TASK GOAL: Return each line of the entries that holds the string "crate".

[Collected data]
========================================================================

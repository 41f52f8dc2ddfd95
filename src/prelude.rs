//! DCF MAC crate prelude
//
// dcf-mac
// SPDX-License-Identifier: MPL-2.0

pub use crate::mac::{Dcf, MacConfig, MacState, MacStats};
pub use crate::mac::config::{PHY_PORT, PHY_RX_PORT, UPPER_PORT};

pub use crate::error::{FrameError, LinkError, MacError};
pub use crate::timer::{Timer as MacTimer, SystemTimer};

pub use crate::frame::{Frame, FrameCodec, FrameFields, FrameKind, MacAddress};
pub use crate::timing::TimingModel;
pub use crate::rate::{RateAdapter, RateControl};

pub use crate::link::{PhyLink, UpperLink, UpperPoll, TailKind, SocketPhy, SocketUpper};
pub use crate::service::{PhyBackend, PhyServer, UpperBuffer, UpperServer};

========================================================================

WORKED SOLUTION:
//! DCF MAC crate prelude
pub use crate::mac::{Dcf, MacConfig, MacState, MacStats};
pub use crate::mac::config::{PHY_PORT, PHY_RX_PORT, UPPER_PORT};
pub use crate::error::{FrameError, LinkError, MacError};
pub use crate::timer::{Timer as MacTimer, SystemTimer};
pub use crate::frame::{Frame, FrameCodec, FrameFields, FrameKind, MacAddress};
pub use crate::timing::TimingModel;
pub use crate::rate::{RateAdapter, RateControl};
pub use crate::link::{PhyLink, UpperLink, UpperPoll, TailKind, SocketPhy, SocketUpper};
pub use crate::service::{PhyBackend, PhyServer, UpperBuffer, UpperServer};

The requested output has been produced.